Collected data entries
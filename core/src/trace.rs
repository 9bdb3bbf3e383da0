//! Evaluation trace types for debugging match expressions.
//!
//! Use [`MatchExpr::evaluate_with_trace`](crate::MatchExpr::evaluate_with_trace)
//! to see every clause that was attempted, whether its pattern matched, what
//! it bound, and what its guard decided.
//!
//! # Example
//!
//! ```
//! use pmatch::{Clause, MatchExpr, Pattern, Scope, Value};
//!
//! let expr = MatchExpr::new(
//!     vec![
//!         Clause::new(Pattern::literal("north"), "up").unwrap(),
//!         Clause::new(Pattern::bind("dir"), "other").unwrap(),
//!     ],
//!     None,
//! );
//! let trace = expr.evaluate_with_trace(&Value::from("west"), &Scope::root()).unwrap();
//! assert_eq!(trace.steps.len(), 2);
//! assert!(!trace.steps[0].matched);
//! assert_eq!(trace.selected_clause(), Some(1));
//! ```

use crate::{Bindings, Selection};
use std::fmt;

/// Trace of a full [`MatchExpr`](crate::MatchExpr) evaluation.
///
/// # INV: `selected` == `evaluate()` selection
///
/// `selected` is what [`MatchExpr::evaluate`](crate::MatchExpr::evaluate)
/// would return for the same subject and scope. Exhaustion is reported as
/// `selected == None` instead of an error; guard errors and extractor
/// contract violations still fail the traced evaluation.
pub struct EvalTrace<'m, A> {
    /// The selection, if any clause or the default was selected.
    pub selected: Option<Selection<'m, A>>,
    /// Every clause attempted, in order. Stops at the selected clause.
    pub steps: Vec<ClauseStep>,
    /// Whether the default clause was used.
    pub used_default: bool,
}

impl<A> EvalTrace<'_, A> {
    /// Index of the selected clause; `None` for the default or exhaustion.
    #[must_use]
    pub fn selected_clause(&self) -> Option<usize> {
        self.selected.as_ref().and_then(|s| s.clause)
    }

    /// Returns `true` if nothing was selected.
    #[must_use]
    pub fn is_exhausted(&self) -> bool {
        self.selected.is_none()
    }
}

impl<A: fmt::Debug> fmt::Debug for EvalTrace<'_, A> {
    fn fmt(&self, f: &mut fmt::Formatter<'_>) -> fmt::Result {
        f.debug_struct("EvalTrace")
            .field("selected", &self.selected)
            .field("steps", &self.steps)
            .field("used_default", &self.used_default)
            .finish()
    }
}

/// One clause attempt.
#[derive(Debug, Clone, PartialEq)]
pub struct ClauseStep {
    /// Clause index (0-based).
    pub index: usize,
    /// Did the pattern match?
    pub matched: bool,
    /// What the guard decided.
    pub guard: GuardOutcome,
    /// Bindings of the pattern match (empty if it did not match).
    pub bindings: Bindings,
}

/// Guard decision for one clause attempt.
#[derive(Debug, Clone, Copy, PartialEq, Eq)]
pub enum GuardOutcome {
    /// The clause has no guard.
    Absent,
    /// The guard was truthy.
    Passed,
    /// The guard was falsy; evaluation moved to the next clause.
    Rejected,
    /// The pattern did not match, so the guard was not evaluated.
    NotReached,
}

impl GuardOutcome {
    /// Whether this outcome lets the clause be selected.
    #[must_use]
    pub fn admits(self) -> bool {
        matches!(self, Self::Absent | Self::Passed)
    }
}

==

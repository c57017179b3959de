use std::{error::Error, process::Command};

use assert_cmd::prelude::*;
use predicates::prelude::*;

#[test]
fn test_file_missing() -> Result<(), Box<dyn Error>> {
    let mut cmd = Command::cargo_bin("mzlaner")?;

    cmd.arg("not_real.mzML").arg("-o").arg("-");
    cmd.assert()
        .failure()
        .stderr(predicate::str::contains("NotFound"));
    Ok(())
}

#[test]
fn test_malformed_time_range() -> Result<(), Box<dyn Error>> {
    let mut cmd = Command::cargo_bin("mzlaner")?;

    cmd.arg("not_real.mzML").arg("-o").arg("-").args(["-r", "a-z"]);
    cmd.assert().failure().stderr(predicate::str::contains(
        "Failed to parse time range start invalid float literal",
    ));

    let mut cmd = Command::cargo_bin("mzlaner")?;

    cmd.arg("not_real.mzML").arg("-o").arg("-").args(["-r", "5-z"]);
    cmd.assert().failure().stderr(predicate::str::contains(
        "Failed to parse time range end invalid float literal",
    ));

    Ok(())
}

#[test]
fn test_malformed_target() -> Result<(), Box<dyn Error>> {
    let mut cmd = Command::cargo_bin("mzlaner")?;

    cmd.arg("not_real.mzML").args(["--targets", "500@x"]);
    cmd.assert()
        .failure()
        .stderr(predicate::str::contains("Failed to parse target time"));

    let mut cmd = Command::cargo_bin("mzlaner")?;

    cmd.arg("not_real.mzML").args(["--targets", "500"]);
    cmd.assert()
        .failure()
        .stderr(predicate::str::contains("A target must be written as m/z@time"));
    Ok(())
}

How to complete this task:
Transcribe each line of the data above, unaltered, from the one where "the traced evaluation." appears to the one where "default or exhaustion." appears, inclusive of both.

Answer to this task:
/// contract violations still fail the traced evaluation.
pub struct EvalTrace<'m, A> {
    /// The selection, if any clause or the default was selected.
    pub selected: Option<Selection<'m, A>>,
    /// Every clause attempted, in order. Stops at the selected clause.
    pub steps: Vec<ClauseStep>,
    /// Whether the default clause was used.
    pub used_default: bool,
}

impl<A> EvalTrace<'_, A> {
    /// Index of the selected clause; `None` for the default or exhaustion.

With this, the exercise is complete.